Personal information
- Born: September 30, 1980 (age 45)
- Height: 6 ft 5 in (1.96 m)
- Weight: 154 kg (340 lb)

Sport
- Country: United States
- Sport: Athletics
- Event: Shot put

Achievements and titles
- Personal bests: SP: 22.54 m (2004) DT: 59.32 m (2001)

Medal record
Summer Olympics
| Silver medal – second place | 2008 Beijing | Shot put |
IAAF World Championships in Athletics
| Gold medal – first place | 2009 Berlin | Shot put |
| Bronze medal – third place | 2011 Daegu | Shot put |
World Indoor Championships
| Gold medal – first place | 2004 Budapest | Shot put |
| Gold medal – first place | 2008 Valencia | Shot put |
| Gold medal – first place | 2010 Doha | Shot put |
World Athletics Final
| Gold medal – first place | 2003 Monte Carlo | Shot put |
| Gold medal – first place | 2009 Thessaloniki | Shot put |
| Silver medal – second place | 2006 Stuttgart | Shot put |
| Silver medal – second place | 2008 Stuttgart | Shot put |
Continental Cup
| Gold medal – first place | 2010 Split | Shot put |

= Christian Cantwell =

American shot putter (born 1980)

Christian Cantwell (born September 30, 1980) is a World Champion American shot putter. He won a silver medal at the 2008 Summer Olympics and placed 4th at the 2012 Summer Olympics.

==Biography==
Cantwell was born in Jefferson City, Missouri. He graduated from Eldon High School in Eldon in 1999, and the University of Missouri in 2003.

His best outdoor season was 2006, in which he had 8 of the 10 longest throws in the year. At the Berlin World Championships in 2009, he took gold with a throw of 22.03 meters. He won the gold medal at the 2010 World Indoor Championships. At the 2011 World Championships, he took bronze with a throw of 21.36.

==Personal==
Cantwell is married to USA Olympic shot putter Teri Steer.

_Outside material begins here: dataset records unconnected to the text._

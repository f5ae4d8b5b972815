//! Event relay
//!
//! Drives one agent runtime invocation per prompt and forwards every message
//! it produces, tagged with the owning session, as a lazy [`RelayStream`].
//!
//! Guarantees of a run:
//! - events keep the runtime's order; the only thing ever dropped is an
//!   assistant text identical to the previously emitted one
//! - the last event is exactly one `done` (normal end) or `error` (failure)
//! - at most one run per session is in flight at a time

mod event;
mod stream;

use std::sync::Arc;

use dashmap::DashSet;
use futures::FutureExt;
use tracing::info;

use crate::config::Config;
use crate::runtime::{AgentOptions, AgentRequest, AgentRuntime, ClaudeCliRuntime};
use crate::session::Session;
use crate::{Error, Result};

pub use event::{RelayEvent, RelayEventKind};
pub use stream::RelayStream;

use stream::RunGuard;

/// Relays agent runs for sessions
#[derive(Clone)]
pub struct EventRelay {
    runtime: Arc<dyn AgentRuntime>,
    defaults: AgentOptions,
    active: Arc<DashSet<String>>,
}

impl EventRelay {
    pub fn new(runtime: Arc<dyn AgentRuntime>, defaults: AgentOptions) -> Self {
        Self {
            runtime,
            defaults,
            active: Arc::new(DashSet::new()),
        }
    }

    /// Relay backed by the agent CLI configured in `config`
    pub fn from_config(config: &Config) -> Self {
        Self::new(
            Arc::new(ClaudeCliRuntime::from_config(&config.agent)),
            AgentOptions::from_config(config),
        )
    }

    pub fn runtime_name(&self) -> &str {
        self.runtime.name()
    }

    pub fn defaults(&self) -> &AgentOptions {
        &self.defaults
    }

    /// Whether a run is currently in flight for `session_id`
    pub fn is_running(&self, session_id: &str) -> bool {
        self.active.contains(session_id)
    }

    /// Start a run for `session`.
    ///
    /// Fails before anything is invoked if the prompt is blank
    /// ([`Error::Validation`]) or the session already has a run in flight
    /// ([`Error::Conflict`]). The runtime starts on the first poll of the
    /// returned stream.
    pub fn relay(
        &self,
        session: &Session,
        prompt: &str,
        overrides: &AgentOptions,
    ) -> Result<RelayStream> {
        if prompt.trim().is_empty() {
            return Err(Error::Validation("message must not be empty".to_string()));
        }

        let guard = RunGuard::acquire(&self.active, &session.id)
            .ok_or_else(|| Error::Conflict(session.id.clone()))?;

        let request = AgentRequest {
            prompt: prompt.to_string(),
            options: self.defaults.merged(overrides),
        };

        info!(
            session_id = %session.id,
            runtime = self.runtime.name(),
            prompt_len = prompt.len(),
            mcp_servers = request.options.mcp_servers.len(),
            "Starting relay run"
        );

        let runtime = Arc::clone(&self.runtime);
        let start = async move { runtime.start(request).await }.boxed();
        Ok(RelayStream::new(session.id.clone(), start, guard))
    }
}

#[cfg(test)]
mod tests {
    use super::*;
    use crate::config::McpServerConfig;
    use crate::runtime::{AgentMessage, ScriptStep, ScriptedRuntime};
    use futures::StreamExt;
    use serde_json::json;
    use std::collections::BTreeMap;
    use tokio_test::{assert_err, assert_ok};

    fn relay_with(runtime: ScriptedRuntime) -> (EventRelay, ScriptedRuntime) {
        let relay = EventRelay::new(Arc::new(runtime.clone()), AgentOptions::default());
        (relay, runtime)
    }

    fn types(events: &[RelayEvent]) -> Vec<&str> {
        events.iter().map(|e| e.event_type.as_str()).collect()
    }

    fn texts(events: &[RelayEvent]) -> Vec<String> {
        events
            .iter()
            .filter_map(|e| e.message())
            .filter_map(|m| m.assistant_text_content())
            .collect()
    }

    #[tokio::test]
    async fn test_repeated_text_is_suppressed() {
        let (relay, _) = relay_with(ScriptedRuntime::from_messages([
            AgentMessage::system_init("rt", "model", &["Bash"]),
            AgentMessage::assistant_text("rt", "hi"),
            AgentMessage::assistant_text("rt", "hi"),
            AgentMessage::result("rt", "hi", 5, 0.0),
        ]));
        let session = Session::new();

        let stream = assert_ok!(relay.relay(&session, "say hi", &AgentOptions::default()));
        let events: Vec<RelayEvent> = stream.collect().await;

        assert_eq!(types(&events), vec!["system", "assistant", "result", "done"]);
        assert_eq!(
            events.iter().map(|e| e.kind).collect::<Vec<_>>(),
            vec![
                RelayEventKind::Init,
                RelayEventKind::AssistantText,
                RelayEventKind::Result,
                RelayEventKind::Done,
            ]
        );
        assert!(events.iter().all(|e| e.session_id == session.id));
    }

    #[tokio::test]
    async fn test_runtime_failure_ends_with_single_error() {
        let (relay, _) = relay_with(ScriptedRuntime::new(vec![
            AgentMessage::system_init("rt", "model", &[]).into(),
            ScriptStep::Fail("connection reset".to_string()),
        ]));
        let session = Session::new();

        let events: Vec<RelayEvent> = relay
            .relay(&session, "go", &AgentOptions::default())
            .unwrap()
            .collect()
            .await;

        assert_eq!(types(&events), vec!["system", "error"]);
        let error = events[1].error.as_deref().unwrap();
        assert!(error.contains("connection reset"));
        assert!(!relay.is_running(&session.id));
    }

    #[tokio::test]
    async fn test_empty_runtime_sequence_yields_done() {
        let (relay, _) = relay_with(ScriptedRuntime::default());
        let events: Vec<RelayEvent> = relay
            .relay(&Session::new(), "go", &AgentOptions::default())
            .unwrap()
            .collect()
            .await;
        assert_eq!(types(&events), vec!["done"]);
    }

    #[tokio::test]
    async fn test_start_failure_is_error_event() {
        let (relay, runtime) = relay_with(ScriptedRuntime::failing_start("agent not installed"));
        let session = Session::new();

        let events: Vec<RelayEvent> = relay
            .relay(&session, "go", &AgentOptions::default())
            .unwrap()
            .collect()
            .await;

        assert_eq!(events.len(), 1);
        assert_eq!(events[0].kind, RelayEventKind::Error);
        assert!(events[0].error.as_deref().unwrap().contains("agent not installed"));
        assert_eq!(runtime.started(), 0);
        assert!(!relay.is_running(&session.id));
    }

    #[tokio::test]
    async fn test_blank_prompt_is_rejected_before_invocation() {
        let (relay, runtime) = relay_with(ScriptedRuntime::default());
        let session = Session::new();

        for prompt in ["", "   ", "\n\t"] {
            let err = assert_err!(relay.relay(&session, prompt, &AgentOptions::default()));
            assert!(matches!(err, Error::Validation(_)));
        }
        assert!(runtime.last_request().is_none());
        assert!(!relay.is_running(&session.id));
    }

    #[tokio::test]
    async fn test_concurrent_run_for_same_session_conflicts() {
        let (relay, _) = relay_with(ScriptedRuntime::new(vec![ScriptStep::Pending]));
        let session = Session::new();
        let other = Session::new();

        let first = relay.relay(&session, "one", &AgentOptions::default()).unwrap();
        assert!(relay.is_running(&session.id));

        let err = assert_err!(relay.relay(&session, "two", &AgentOptions::default()));
        assert!(matches!(err, Error::Conflict(id) if id == session.id));

        // Other sessions are unaffected
        let _second = assert_ok!(relay.relay(&other, "three", &AgentOptions::default()));

        drop(first);
        assert!(!relay.is_running(&session.id));
        assert_ok!(relay.relay(&session, "again", &AgentOptions::default()));
    }

    #[tokio::test]
    async fn test_non_adjacent_repeat_is_emitted() {
        let (relay, _) = relay_with(ScriptedRuntime::from_messages([
            AgentMessage::assistant_text("rt", "a"),
            AgentMessage::assistant_text("rt", "b"),
            AgentMessage::assistant_text("rt", "a"),
        ]));
        let events: Vec<RelayEvent> = relay
            .relay(&Session::new(), "go", &AgentOptions::default())
            .unwrap()
            .collect()
            .await;
        assert_eq!(texts(&events), vec!["a", "b", "a"]);
    }

    #[tokio::test]
    async fn test_repeat_across_other_events_is_suppressed() {
        let (relay, _) = relay_with(ScriptedRuntime::from_messages([
            AgentMessage::assistant_text("rt", "working"),
            AgentMessage::tool_progress("rt", "Bash", 1.0),
            AgentMessage::assistant_text("rt", "working"),
            AgentMessage::tool_use("rt", "t1", "Bash", json!({"command": "ls"})),
            AgentMessage::tool_use("rt", "t1", "Bash", json!({"command": "ls"})),
        ]));
        let events: Vec<RelayEvent> = relay
            .relay(&Session::new(), "go", &AgentOptions::default())
            .unwrap()
            .collect()
            .await;

        assert_eq!(
            events.iter().map(|e| e.kind).collect::<Vec<_>>(),
            vec![
                RelayEventKind::AssistantText,
                RelayEventKind::Progress,
                RelayEventKind::ToolInvocation,
                RelayEventKind::ToolInvocation,
                RelayEventKind::Done,
            ]
        );
    }

    #[tokio::test]
    async fn test_text_after_mixed_tool_message_is_suppressed() {
        let mixed = AgentMessage::new(json!({
            "type": "assistant",
            "session_id": "rt",
            "message": {"content": [
                {"type": "text", "text": "checking"},
                {"type": "tool_use", "id": "t1", "name": "Bash", "input": {"command": "ls"}},
            ]},
        }));
        let (relay, _) = relay_with(ScriptedRuntime::from_messages([
            mixed.clone(),
            AgentMessage::assistant_text("rt", "checking"),
            mixed,
        ]));
        let events: Vec<RelayEvent> = relay
            .relay(&Session::new(), "go", &AgentOptions::default())
            .unwrap()
            .collect()
            .await;

        assert_eq!(
            events.iter().map(|e| e.kind).collect::<Vec<_>>(),
            vec![
                RelayEventKind::ToolInvocation,
                RelayEventKind::ToolInvocation,
                RelayEventKind::Done,
            ]
        );
    }

    #[tokio::test]
    async fn test_order_is_preserved() {
        let script: Vec<AgentMessage> = (0..50)
            .map(|i| AgentMessage::assistant_text("rt", &format!("chunk {}", i)))
            .collect();
        let (relay, _) = relay_with(ScriptedRuntime::from_messages(script));

        let events: Vec<RelayEvent> = relay
            .relay(&Session::new(), "go", &AgentOptions::default())
            .unwrap()
            .collect()
            .await;

        let expected: Vec<String> = (0..50).map(|i| format!("chunk {}", i)).collect();
        assert_eq!(texts(&events), expected);
        assert_eq!(events.last().map(|e| e.kind), Some(RelayEventKind::Done));
    }

    #[tokio::test]
    async fn test_runtime_session_id_is_surfaced_once() {
        let (relay, _) = relay_with(ScriptedRuntime::from_messages([
            AgentMessage::system_init("runtime-xyz", "model", &[]),
            AgentMessage::assistant_text("runtime-xyz", "hello"),
        ]));
        let session = Session::with_id("client-chosen");

        let mut stream = relay.relay(&session, "go", &AgentOptions::default()).unwrap();
        let first = stream.next().await.unwrap();
        assert_eq!(first.runtime_session_id.as_deref(), Some("runtime-xyz"));
        assert_eq!(first.session_id, "client-chosen");
        assert_eq!(stream.runtime_session_id(), Some("runtime-xyz"));

        let second = stream.next().await.unwrap();
        assert!(second.runtime_session_id.is_none());
        assert_eq!(second.session_id, "client-chosen");
    }

    #[tokio::test]
    async fn test_matching_runtime_session_id_is_not_surfaced() {
        let session = Session::new();
        let (relay, _) = relay_with(ScriptedRuntime::from_messages([AgentMessage::system_init(
            &session.id,
            "model",
            &[],
        )]));

        let events: Vec<RelayEvent> = relay
            .relay(&session, "go", &AgentOptions::default())
            .unwrap()
            .collect()
            .await;
        assert!(events.iter().all(|e| e.runtime_session_id.is_none()));
    }

    #[tokio::test]
    async fn test_dropping_stream_cancels_runtime() {
        let (relay, runtime) = relay_with(ScriptedRuntime::new(vec![
            AgentMessage::assistant_text("rt", "partial").into(),
            ScriptStep::Pending,
        ]));
        let session = Session::new();

        let mut stream = relay.relay(&session, "go", &AgentOptions::default()).unwrap();
        let first = stream.next().await.unwrap();
        assert_eq!(first.kind, RelayEventKind::AssistantText);
        assert!(!runtime.stream_dropped());

        drop(stream);
        assert!(runtime.stream_dropped());
        assert!(!relay.is_running(&session.id));
    }

    #[tokio::test]
    async fn test_stream_is_fused_after_terminal_event() {
        let (relay, _) = relay_with(ScriptedRuntime::default());
        let mut stream = relay.relay(&Session::new(), "go", &AgentOptions::default()).unwrap();
        assert_eq!(stream.next().await.map(|e| e.kind), Some(RelayEventKind::Done));
        assert!(stream.is_finished());
        assert!(stream.next().await.is_none());
        assert!(stream.next().await.is_none());
    }

    #[tokio::test]
    async fn test_overrides_are_merged_into_request() {
        let runtime = ScriptedRuntime::default();
        let mut defaults = AgentOptions {
            model: Some("sonnet".to_string()),
            ..Default::default()
        };
        defaults.mcp_servers.insert(
            "shared".to_string(),
            McpServerConfig::Http {
                url: "https://env".to_string(),
                headers: BTreeMap::new(),
            },
        );
        let relay = EventRelay::new(Arc::new(runtime.clone()), defaults);

        let mut overrides = AgentOptions::default();
        overrides.mcp_servers.insert(
            "shared".to_string(),
            McpServerConfig::Http {
                url: "https://caller".to_string(),
                headers: BTreeMap::new(),
            },
        );

        let _: Vec<RelayEvent> = relay
            .relay(&Session::new(), "hello", &overrides)
            .unwrap()
            .collect()
            .await;

        let request = runtime.last_request().unwrap();
        assert_eq!(request.prompt, "hello");
        assert_eq!(request.options.model.as_deref(), Some("sonnet"));
        assert!(matches!(
            request.options.mcp_servers.get("shared"),
            Some(McpServerConfig::Http { url, .. }) if url == "https://caller"
        ));
    }
}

They have one child together, Jackson Daniel Cantwell, who was born in 2008. Jackson, who attends Nixa High School in Nixa, Missouri, is a 5-star offensive tackle prospect in the class of 2026 and is ranked as the best high school shot putter in the country that is committed to play football at the University of Miami.